The objectives were to:

·Assess the effect of different formulations of amino acid stimulants on the growth and yield of the chilli plant
·Determine the increase in yield/ productivity through the application of these stimulants
·Recommend the best formulation(s) to achieve the highest growth and marketable yield

A field experiment was conducted at the University of Mauritius Farm, using the F1 hybrid, ‘Asha Jyothi’. The experiment was laid in a randomised block design with 4 blocks, each consisting of 5 treatments:

Treatment 1: Control (plants were sprayed with potable water); Trt 2: Perfectose® powder (+25%) at an application rate of 0.45 g/plant; Trt 3: Perfectose® powder (-25%), 0.27 g/plant; Trt 4: Perfectose® liquid (+25%), 1.6 mL/L of water; Trt 5: Perfectose® liquid (-25%): 1 mL/L of water.

Plant height, canopy diameter and number of branches were recorded from tagged plants during the period: 0 day after transplantation (DAT) to 50 DAT. Fruit length, diameter and % fruit dry matter content was evaluated from 15 chillies randomly sampled from each treatment at each harvest. Vitamin C content and shoot dry matter was also determined.

Perfectose™ powder applied at a rate of 0.45 g/ plant (+25% above recommended dosage) produced the largest increase in all the parameters assessed. Mean plant height, canopy diameter and number of branches values were 13.56%, 16.9% and 24.05% higher than those for untreated (control) plants at 50 DAT. Shoot dry matter determination of chilli plants at 27 DAT and 40 DAT at mid-vegetative and flowering stage revealed that plants treated with Perfectose™ powder (+25%) had statistically higher dry matter content than the other treatments (P<0.05). The results are in line with Abou Dahab and Abd El-Aziz (2006), who reported an increase in dry matter content of leaves and stems when foliar amino acids were applied on Philodendron erubescens plants.

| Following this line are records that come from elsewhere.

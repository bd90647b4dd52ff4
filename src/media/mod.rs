//! Image payloads, upload acceptance and best-effort normalization.
//!
//! # Components
//!
//! - [`ImageData`]: decoded image bytes plus declared media type
//! - [`EncodedImage`]: the base64 wire form used by the JSON API
//! - [`validate_upload`]: media type and size checks applied at the boundary
//! - [`ImagePreprocessor`]: downscales and re-encodes images before generation

mod payload;
mod preprocess;

pub use payload::{validate_upload, EncodedImage, ImageData, MAX_UPLOAD_BYTES};
pub use preprocess::{
    image_dimensions, target_dimensions, ImagePreprocessor, DEFAULT_MAX_DIMENSION,
    DEFAULT_QUALITY,
};
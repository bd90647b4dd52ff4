//! Result pairs: id allocation, uploads and the commit-point record.

use std::sync::Arc;
use std::time::Duration;

use rand::Rng;
use serde::{Deserialize, Serialize};
use tracing::{debug, info};

use super::{BlobStore, RecordStore};
use crate::clock::{Clock, SystemClock};
use crate::error::StoreError;
use crate::media::ImageData;

/// Length of a result id.
pub const ID_LENGTH: usize = 10;

/// URL-safe characters ids are drawn from.
pub const ID_ALPHABET: &[u8] = b"ABCDEFGHIJKLMNOPQRSTUVWXYZabcdefghijklmnopqrstuvwxyz0123456789_-";

/// How long a result stays retrievable (30 days).
pub const DEFAULT_RESULT_TTL_SECS: u64 = 30 * 24 * 60 * 60;

/// A persisted before/after pair.
#[derive(Debug, Clone, PartialEq, Eq, Serialize, Deserialize)]
#[serde(rename_all = "camelCase")]
pub struct PhotoResult {
    pub id: String,
    pub original_url: String,
    pub generated_url: String,
    /// Epoch milliseconds
    pub created_at: u64,
}

/// Generate a random result id.
pub fn generate_id() -> String {
    let mut rng = rand::rng();
    (0..ID_LENGTH)
        .map(|_| ID_ALPHABET[rng.random_range(0..ID_ALPHABET.len())] as char)
        .collect()
}

/// Whether `id` could have been produced by [`generate_id`].
pub fn is_valid_id(id: &str) -> bool {
    id.len() == ID_LENGTH && id.bytes().all(|b| ID_ALPHABET.contains(&b))
}

fn record_key(id: &str) -> String {
    format!("photo:{}", id)
}

fn blob_key(id: &str, kind: &str) -> String {
    format!("christmas/{}/{}", id, kind)
}

/// Persists result pairs over a [`BlobStore`] and a [`RecordStore`].
///
/// Both images are uploaded concurrently; the record is written only after
/// both succeed, so a failed upload never leaves a visible result behind.
#[derive(Clone)]
pub struct ResultStore {
    blobs: Arc<dyn BlobStore>,
    records: Arc<dyn RecordStore>,
    ttl: Duration,
    clock: Arc<dyn Clock>,
}

impl ResultStore {
    pub fn new(blobs: Arc<dyn BlobStore>, records: Arc<dyn RecordStore>) -> Self {
        Self {
            blobs,
            records,
            ttl: Duration::from_secs(DEFAULT_RESULT_TTL_SECS),
            clock: Arc::new(SystemClock),
        }
    }

    /// Set the record retention period.
    pub fn with_ttl(mut self, ttl: Duration) -> Self {
        self.ttl = ttl;
        self
    }

    /// Set the clock used for `created_at`.
    pub fn with_clock(mut self, clock: Arc<dyn Clock>) -> Self {
        self.clock = clock;
        self
    }

    pub fn ttl(&self) -> Duration {
        self.ttl
    }

    /// Upload both images and commit a record for them under a fresh id.
    pub async fn save(
        &self,
        original: &ImageData,
        generated: &ImageData,
    ) -> Result<PhotoResult, StoreError> {
        let id = generate_id();
        let original_key = blob_key(&id, "original");
        let generated_key = blob_key(&id, "generated");

        let (original_url, generated_url) = tokio::try_join!(
            self.blobs
                .put(&original_key, original.data.clone(), &original.media_type),
            self.blobs
                .put(&generated_key, generated.data.clone(), &generated.media_type),
        )?;
        debug!(id = %id, "Result images uploaded");

        let result = PhotoResult {
            id: id.clone(),
            original_url,
            generated_url,
            created_at: self.clock.now_millis(),
        };

        let key = record_key(&id);
        let value = serde_json::to_string(&result).map_err(|e| StoreError::Write {
            key: key.clone(),
            message: e.to_string(),
        })?;

        if !self.records.insert_new(&key, value, self.ttl).await? {
            return Err(StoreError::IdCollision(id));
        }

        info!(id = %result.id, "Result saved");
        Ok(result)
    }

    /// Look up a result. Unknown, expired and malformed ids are `Ok(None)`.
    pub async fn get(&self, id: &str) -> Result<Option<PhotoResult>, StoreError> {
        if !is_valid_id(id) {
            return Ok(None);
        }

        let key = record_key(id);
        let Some(value) = self.records.get(&key).await? else {
            return Ok(None);
        };

        serde_json::from_str(&value)
            .map(Some)
            .map_err(|e| StoreError::MalformedRecord {
                key,
                message: e.to_string(),
            })
    }
}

Perfectose™ powder (+25%) resulted in the production of fruits with the longest length (18.7 cm) and widest diameter (12.3 mm), while those from control plots were 16.2 cm long and 11.0 mm in diameter. Chilli fruits from the treatments: Perfectose™ powder (+25%) and Perfectose™ liquid (+25%) had a mean ascorbic acid value of 0.20 mg/100mg, which was significantly (P<0.05) higher than those from untreated plants (0.16 mg/100mg). Perfectose™ powder (+25%), Perfectose™ powder (-25%) and Perfectose™ liquid (+25%) treatments resulted in marketable yields that were significantly higher than the control treatment. The highest marketable yield was obtained with Perfectose™ powder (+25%), whereby a 43.1% increase was achieved.

Significance of study

Chilli for local and export markets holds numerous opportunities. It is economically important for fresh consumption, as well as in value-added or processed forms. The current agricultural policy is to address food insecurity and therefore meet local demands through local production. Due to land scarcity, it is compulsory to achieve the maximum yield per unit land area per unit farm input to cater for the growing demand. Application of naturally occurring plant growth substances can significantly contribute to enhanced plant growth, productivity and quality.

Selected Bibliography

Abd El-Aziz, G.N. and Balbaa, L.K. (2007) Influence of tyrosine and zinc on growth, flowering and chemical constituents of Salvia farinacea plants. World J. Agric. Sci., 75: 1479-1489.

Abou Dahab T.A.M and Abd El-Aziz, H.G. (2006). Physiological Effect of Diphenylamin and tryptophan on the growth and chemical constituents of Philodendron erubescens plants. World J. Agric. Sci., 75:75-81.

Davies, D.D. (1982). Physiological aspect of protein turnover. p.190-228. In: Encycl. Pl. Physiol., New Series, 14 A (Nucleic acids and proteins: structure, biochemistry and physiology of proteins). (Boulter, D. and B. Partier, eds.) Springer Verlag, Berlin, Heidelberg & New York.

Talaat, I.M. (2005) Physiological effect of salicylic acid and typtophan on Pelorgomium graveolens L. Egypt. J. Appl. Sci., 20: 751-760.

Talaat, I.M. and Youssef, A.A. (2002) The role of the amino acids lysine and ornithine in growth and chemical constituents of basil plants. Egypt. J. Appl. Sci., 17: 83-95.

Waller, G.R and E.K. Nowaki. (1978). Alkaloid, Biology and Metabolism in Plants. Plenum Press, New York.